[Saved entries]

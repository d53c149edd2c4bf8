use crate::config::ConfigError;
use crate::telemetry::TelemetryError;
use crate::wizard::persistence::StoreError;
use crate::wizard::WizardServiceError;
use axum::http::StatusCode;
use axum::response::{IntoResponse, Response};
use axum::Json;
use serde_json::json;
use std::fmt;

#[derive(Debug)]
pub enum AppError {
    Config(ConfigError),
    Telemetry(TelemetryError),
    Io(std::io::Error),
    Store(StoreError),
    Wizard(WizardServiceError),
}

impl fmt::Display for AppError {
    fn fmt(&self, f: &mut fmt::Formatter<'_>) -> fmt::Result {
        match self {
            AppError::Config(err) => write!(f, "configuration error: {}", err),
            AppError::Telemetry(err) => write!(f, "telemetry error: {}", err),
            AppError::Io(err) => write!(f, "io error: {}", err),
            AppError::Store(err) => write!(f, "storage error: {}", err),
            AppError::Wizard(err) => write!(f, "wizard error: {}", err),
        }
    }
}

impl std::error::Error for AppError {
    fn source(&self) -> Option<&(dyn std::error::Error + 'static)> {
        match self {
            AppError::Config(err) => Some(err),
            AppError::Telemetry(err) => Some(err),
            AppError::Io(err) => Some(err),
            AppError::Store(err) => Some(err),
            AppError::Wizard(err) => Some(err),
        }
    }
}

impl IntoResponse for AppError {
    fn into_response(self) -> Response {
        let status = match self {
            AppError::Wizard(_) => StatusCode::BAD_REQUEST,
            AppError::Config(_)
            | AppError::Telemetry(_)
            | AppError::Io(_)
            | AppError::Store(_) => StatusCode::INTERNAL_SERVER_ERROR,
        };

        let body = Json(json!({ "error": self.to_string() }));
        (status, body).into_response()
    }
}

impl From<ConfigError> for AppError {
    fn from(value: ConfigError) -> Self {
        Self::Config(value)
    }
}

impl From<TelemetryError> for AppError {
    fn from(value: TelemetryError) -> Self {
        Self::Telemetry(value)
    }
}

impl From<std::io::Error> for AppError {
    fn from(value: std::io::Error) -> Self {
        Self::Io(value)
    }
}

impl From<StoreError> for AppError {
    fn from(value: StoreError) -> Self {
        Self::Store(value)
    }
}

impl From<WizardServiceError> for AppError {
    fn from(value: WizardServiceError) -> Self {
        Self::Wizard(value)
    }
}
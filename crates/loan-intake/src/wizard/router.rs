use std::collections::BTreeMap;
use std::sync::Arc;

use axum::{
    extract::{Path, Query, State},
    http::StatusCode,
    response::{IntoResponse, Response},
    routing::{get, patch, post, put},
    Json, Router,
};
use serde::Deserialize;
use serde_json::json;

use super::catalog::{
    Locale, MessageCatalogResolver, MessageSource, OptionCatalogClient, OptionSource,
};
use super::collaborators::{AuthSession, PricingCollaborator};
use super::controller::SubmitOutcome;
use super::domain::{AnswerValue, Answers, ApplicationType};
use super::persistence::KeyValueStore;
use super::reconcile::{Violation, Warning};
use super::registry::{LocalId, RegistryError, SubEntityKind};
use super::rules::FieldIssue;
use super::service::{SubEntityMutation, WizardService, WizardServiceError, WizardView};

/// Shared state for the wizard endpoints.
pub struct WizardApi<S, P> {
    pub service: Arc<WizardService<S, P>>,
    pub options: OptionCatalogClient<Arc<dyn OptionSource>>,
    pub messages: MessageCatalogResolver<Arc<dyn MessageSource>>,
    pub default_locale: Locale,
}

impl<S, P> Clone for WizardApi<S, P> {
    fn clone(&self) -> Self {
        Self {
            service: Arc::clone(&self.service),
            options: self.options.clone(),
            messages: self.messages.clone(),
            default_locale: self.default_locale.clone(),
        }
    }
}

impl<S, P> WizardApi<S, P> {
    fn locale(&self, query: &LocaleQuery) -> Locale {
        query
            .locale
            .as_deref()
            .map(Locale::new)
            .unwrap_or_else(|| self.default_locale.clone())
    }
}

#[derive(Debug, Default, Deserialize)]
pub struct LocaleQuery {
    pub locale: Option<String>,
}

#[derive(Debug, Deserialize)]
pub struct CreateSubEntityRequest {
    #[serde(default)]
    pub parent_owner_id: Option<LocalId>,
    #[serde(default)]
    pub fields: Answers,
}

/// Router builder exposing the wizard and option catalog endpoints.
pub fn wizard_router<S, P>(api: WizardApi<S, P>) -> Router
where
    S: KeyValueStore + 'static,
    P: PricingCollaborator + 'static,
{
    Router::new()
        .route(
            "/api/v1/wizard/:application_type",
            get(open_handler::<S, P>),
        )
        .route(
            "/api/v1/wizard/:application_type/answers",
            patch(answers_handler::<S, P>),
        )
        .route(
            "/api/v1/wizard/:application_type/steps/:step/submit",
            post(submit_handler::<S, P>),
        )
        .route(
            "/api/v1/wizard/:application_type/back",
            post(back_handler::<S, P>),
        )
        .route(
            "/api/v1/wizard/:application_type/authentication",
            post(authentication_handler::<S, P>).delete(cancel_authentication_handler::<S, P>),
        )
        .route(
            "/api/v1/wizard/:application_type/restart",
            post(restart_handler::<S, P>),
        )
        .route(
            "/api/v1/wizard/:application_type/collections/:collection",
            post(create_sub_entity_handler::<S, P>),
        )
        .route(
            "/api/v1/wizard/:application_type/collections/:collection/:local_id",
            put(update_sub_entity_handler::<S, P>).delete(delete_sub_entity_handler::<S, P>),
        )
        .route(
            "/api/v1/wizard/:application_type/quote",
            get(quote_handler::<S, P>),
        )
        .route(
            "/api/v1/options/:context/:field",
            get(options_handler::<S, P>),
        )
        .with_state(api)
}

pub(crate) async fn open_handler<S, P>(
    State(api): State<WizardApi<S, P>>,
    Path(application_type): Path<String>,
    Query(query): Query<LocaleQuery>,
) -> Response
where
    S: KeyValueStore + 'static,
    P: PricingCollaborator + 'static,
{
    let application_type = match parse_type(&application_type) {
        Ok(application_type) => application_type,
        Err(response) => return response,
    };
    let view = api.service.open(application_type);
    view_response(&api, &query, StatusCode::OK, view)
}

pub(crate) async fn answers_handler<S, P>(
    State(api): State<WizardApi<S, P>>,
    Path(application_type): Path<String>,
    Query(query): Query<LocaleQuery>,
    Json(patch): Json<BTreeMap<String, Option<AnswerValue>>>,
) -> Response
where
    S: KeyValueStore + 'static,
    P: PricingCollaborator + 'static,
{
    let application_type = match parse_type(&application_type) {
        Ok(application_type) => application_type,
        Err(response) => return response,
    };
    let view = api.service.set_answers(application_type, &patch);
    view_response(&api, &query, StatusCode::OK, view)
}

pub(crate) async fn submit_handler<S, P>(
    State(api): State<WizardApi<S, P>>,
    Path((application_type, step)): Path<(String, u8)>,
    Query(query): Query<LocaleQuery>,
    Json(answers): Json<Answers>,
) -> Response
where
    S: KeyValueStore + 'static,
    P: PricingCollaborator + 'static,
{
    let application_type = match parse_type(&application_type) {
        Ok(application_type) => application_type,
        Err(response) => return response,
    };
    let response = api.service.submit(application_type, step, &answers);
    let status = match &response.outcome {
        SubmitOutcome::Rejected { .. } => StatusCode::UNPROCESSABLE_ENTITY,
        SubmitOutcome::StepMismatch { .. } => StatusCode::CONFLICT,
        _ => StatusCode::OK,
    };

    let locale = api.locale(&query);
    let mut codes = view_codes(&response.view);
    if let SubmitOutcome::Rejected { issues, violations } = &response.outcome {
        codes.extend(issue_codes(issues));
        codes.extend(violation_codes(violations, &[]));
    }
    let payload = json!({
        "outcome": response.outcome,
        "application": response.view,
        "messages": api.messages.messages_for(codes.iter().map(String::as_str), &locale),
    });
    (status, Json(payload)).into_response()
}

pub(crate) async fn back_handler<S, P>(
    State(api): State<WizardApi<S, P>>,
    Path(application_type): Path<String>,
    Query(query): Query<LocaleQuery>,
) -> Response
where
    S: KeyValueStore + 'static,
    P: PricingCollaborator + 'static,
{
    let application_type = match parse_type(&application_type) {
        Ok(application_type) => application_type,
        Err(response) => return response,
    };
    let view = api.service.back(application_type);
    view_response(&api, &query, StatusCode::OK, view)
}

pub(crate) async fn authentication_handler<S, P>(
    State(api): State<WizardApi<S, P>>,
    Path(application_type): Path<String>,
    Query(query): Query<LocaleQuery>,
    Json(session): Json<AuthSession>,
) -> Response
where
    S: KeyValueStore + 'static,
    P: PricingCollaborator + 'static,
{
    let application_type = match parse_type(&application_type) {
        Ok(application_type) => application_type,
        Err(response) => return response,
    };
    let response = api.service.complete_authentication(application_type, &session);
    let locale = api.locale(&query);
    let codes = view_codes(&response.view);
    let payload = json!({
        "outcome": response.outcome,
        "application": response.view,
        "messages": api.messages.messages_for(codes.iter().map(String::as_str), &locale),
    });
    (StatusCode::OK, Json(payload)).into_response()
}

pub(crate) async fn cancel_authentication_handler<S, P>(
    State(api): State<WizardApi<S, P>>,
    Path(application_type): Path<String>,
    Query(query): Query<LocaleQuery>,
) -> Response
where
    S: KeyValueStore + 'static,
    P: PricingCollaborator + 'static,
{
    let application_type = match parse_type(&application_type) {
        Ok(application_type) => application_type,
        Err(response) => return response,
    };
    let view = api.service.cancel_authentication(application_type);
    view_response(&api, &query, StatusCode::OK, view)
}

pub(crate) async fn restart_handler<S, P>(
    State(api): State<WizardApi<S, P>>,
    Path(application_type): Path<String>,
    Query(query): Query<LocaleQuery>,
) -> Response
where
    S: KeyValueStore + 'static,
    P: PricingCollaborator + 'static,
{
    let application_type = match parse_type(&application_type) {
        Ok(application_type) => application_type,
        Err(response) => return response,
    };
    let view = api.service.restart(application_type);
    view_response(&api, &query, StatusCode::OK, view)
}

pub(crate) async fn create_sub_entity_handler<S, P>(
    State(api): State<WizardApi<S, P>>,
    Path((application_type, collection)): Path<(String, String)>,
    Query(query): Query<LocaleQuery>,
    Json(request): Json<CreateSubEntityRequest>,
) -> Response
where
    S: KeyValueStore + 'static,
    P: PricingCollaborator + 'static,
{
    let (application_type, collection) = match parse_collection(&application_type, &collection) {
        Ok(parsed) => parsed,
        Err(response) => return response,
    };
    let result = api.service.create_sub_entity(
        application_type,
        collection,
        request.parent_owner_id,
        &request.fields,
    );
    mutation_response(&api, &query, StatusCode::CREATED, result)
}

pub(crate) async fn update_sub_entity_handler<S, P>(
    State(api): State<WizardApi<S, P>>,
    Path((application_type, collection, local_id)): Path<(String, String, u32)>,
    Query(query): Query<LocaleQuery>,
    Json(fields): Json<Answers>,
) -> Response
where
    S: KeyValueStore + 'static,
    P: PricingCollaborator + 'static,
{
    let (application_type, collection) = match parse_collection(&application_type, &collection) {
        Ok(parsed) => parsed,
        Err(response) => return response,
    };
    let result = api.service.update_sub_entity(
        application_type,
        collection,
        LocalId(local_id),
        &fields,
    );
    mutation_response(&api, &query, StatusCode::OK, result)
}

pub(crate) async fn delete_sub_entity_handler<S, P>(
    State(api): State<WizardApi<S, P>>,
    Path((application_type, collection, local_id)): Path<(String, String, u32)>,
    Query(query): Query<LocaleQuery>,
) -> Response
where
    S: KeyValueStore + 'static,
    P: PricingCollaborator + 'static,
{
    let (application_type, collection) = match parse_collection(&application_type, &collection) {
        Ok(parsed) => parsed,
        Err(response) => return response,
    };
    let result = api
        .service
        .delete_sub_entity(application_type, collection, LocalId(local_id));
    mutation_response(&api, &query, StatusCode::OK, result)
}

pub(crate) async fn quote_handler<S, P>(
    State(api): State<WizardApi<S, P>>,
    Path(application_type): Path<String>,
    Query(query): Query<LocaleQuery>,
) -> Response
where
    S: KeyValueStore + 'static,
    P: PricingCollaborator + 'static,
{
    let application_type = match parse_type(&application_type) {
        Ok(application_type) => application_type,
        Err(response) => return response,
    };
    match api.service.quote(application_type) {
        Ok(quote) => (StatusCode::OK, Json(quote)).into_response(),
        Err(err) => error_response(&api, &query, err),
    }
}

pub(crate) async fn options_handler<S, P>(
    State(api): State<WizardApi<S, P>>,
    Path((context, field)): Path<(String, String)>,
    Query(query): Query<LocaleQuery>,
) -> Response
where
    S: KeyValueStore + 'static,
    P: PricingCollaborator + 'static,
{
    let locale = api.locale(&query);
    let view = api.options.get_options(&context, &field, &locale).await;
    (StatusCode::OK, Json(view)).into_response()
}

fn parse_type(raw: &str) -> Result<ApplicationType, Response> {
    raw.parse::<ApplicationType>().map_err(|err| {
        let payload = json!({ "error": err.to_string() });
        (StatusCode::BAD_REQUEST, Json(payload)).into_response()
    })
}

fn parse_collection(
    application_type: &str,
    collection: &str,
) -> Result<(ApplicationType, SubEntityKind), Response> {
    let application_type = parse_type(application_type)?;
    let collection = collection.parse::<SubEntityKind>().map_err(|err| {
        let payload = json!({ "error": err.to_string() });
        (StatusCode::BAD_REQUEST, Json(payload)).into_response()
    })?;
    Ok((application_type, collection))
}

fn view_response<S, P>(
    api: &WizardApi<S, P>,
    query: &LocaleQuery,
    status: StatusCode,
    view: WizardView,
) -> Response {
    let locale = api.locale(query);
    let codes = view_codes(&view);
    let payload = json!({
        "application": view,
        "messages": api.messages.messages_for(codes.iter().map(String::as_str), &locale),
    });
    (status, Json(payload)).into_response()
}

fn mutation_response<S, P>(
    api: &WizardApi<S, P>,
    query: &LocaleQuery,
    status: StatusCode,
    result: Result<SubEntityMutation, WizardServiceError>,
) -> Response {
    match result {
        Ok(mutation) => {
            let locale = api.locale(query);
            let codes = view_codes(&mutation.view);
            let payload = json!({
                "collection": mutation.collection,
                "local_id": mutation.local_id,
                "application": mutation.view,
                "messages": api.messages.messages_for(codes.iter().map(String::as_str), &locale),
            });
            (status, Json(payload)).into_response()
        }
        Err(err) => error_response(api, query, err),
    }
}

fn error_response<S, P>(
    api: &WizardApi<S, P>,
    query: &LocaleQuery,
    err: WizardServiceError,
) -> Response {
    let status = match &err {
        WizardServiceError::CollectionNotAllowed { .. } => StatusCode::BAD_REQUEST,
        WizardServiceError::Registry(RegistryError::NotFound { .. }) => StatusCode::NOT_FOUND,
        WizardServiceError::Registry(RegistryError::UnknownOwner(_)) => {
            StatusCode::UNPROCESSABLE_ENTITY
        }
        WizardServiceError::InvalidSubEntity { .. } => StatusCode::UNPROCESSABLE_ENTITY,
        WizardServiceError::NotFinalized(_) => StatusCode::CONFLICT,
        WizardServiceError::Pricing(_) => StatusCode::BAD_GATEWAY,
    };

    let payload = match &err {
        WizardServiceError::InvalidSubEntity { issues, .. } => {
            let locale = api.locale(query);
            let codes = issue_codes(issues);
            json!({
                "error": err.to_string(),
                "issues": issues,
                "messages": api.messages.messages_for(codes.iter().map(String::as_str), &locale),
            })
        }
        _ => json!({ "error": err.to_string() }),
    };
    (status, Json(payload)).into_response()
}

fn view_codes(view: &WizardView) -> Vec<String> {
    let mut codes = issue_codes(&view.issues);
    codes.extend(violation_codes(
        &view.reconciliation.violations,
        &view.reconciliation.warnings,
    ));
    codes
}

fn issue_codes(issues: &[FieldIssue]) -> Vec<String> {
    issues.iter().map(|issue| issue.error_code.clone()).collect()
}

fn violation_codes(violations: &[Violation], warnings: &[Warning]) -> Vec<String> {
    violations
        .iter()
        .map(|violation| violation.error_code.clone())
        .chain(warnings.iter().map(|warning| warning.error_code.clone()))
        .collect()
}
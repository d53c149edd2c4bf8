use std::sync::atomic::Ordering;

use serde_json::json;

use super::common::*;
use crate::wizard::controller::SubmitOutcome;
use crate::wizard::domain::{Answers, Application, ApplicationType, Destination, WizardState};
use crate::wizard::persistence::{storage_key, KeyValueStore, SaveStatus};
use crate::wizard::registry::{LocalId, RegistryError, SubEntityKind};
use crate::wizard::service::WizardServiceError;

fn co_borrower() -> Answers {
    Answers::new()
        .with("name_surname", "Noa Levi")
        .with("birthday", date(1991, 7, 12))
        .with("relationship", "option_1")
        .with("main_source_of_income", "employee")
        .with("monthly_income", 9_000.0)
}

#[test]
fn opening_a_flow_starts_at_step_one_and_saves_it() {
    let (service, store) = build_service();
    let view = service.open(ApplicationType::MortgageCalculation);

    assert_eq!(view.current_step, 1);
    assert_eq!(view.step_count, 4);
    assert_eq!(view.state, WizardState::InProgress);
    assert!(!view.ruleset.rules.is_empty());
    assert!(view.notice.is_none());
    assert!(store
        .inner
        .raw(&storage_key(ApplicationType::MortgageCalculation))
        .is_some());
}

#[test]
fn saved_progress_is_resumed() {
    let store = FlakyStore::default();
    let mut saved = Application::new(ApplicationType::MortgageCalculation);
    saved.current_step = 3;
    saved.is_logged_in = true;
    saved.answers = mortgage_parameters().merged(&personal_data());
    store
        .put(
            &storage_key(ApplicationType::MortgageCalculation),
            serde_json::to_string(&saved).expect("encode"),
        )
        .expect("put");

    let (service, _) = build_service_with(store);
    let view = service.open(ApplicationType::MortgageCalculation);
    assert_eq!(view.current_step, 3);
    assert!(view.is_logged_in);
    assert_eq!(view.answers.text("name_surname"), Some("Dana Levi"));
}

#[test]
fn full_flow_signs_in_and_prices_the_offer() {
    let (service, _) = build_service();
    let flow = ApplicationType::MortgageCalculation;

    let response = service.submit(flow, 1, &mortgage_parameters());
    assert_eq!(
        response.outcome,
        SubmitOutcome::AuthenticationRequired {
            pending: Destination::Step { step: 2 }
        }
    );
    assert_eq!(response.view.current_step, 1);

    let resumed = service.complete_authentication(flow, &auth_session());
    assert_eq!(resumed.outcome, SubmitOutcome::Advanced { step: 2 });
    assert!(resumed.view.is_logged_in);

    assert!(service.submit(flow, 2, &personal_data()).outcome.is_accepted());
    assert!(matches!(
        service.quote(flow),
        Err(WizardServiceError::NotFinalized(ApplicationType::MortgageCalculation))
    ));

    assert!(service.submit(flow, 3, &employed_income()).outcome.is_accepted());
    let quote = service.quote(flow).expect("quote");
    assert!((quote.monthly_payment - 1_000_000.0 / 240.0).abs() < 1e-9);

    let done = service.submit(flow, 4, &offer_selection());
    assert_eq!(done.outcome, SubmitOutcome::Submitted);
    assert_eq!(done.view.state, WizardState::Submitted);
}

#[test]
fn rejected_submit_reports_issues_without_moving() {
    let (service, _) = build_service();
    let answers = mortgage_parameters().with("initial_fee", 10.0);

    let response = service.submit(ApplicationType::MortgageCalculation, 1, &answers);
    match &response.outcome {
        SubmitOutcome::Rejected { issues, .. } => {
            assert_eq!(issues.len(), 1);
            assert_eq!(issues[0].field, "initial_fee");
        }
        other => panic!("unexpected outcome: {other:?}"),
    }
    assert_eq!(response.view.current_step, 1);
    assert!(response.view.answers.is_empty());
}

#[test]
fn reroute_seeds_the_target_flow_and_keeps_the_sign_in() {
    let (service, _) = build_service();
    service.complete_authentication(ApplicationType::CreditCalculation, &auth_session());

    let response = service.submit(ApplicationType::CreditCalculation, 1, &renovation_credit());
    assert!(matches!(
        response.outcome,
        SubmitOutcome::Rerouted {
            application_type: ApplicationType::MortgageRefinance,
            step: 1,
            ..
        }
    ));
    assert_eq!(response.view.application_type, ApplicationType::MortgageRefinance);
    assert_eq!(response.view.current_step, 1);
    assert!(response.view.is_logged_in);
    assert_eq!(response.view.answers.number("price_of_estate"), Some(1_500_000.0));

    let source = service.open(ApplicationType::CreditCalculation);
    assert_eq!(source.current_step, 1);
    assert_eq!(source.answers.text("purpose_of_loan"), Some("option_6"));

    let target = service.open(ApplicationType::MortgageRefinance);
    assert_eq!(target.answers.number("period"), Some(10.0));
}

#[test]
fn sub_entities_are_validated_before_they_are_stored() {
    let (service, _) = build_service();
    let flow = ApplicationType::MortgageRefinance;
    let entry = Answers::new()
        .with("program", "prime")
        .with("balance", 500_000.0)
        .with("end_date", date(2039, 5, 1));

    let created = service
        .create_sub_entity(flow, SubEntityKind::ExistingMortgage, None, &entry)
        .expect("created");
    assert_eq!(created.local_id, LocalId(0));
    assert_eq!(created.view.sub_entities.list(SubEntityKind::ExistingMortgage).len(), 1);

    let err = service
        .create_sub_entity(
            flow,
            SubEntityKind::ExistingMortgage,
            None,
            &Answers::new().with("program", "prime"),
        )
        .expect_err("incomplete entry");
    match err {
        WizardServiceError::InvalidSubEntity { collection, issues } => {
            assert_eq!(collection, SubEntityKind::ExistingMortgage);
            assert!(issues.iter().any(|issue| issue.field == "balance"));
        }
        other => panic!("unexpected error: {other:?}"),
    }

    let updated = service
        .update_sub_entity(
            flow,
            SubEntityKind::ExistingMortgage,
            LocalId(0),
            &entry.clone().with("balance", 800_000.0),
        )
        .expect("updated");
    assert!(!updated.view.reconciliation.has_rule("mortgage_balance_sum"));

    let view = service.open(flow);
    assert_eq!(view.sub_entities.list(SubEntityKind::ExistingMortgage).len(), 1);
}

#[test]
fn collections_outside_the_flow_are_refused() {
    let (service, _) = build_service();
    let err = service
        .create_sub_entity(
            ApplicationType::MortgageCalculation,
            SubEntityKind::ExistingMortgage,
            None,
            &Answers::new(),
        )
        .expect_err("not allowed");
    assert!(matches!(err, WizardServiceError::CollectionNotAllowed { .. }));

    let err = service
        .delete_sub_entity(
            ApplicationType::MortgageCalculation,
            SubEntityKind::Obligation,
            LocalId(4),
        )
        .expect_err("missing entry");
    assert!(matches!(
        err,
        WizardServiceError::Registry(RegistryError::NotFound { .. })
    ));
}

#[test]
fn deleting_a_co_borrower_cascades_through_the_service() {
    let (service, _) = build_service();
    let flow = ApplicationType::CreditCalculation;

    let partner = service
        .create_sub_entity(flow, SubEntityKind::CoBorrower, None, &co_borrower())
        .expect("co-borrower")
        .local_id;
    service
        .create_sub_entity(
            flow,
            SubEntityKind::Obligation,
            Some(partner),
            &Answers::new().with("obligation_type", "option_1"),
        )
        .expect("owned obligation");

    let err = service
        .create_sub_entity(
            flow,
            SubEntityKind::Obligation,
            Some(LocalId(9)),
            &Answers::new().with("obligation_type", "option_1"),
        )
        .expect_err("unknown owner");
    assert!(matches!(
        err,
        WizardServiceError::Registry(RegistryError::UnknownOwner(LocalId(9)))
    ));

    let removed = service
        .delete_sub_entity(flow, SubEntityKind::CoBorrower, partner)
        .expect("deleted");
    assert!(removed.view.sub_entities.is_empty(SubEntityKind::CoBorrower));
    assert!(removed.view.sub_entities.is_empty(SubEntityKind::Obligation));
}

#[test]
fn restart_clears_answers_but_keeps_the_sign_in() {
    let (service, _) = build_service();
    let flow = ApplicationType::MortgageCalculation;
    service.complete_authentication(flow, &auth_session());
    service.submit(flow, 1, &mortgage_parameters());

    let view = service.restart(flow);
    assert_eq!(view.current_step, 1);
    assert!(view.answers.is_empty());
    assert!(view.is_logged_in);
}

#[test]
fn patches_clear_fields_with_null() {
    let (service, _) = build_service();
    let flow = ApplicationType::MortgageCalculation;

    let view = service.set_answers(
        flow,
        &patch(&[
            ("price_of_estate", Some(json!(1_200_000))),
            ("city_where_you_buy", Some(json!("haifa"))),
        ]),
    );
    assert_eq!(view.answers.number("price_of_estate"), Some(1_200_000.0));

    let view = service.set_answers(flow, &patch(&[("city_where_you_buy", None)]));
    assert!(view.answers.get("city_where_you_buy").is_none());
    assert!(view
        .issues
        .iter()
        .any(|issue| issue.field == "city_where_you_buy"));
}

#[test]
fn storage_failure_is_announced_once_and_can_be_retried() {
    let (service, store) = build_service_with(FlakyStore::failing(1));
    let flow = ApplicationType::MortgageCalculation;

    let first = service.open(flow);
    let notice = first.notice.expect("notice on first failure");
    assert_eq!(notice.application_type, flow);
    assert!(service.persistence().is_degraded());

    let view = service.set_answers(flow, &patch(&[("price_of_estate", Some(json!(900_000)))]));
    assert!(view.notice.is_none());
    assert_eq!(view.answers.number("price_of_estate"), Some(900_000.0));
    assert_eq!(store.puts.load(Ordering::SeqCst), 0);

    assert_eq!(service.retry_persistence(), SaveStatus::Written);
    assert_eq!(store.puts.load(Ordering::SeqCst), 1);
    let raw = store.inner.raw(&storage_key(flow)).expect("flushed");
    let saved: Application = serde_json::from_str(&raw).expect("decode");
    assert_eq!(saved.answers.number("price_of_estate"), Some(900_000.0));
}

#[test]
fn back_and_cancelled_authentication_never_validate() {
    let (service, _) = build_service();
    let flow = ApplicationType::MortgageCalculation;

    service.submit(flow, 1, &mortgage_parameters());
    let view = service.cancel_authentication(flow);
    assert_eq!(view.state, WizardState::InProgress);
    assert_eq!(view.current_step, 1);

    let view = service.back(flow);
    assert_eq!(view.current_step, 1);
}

What is expected: Provide the number of lines in the entries that include "struct", and no other text.

Final answer: 3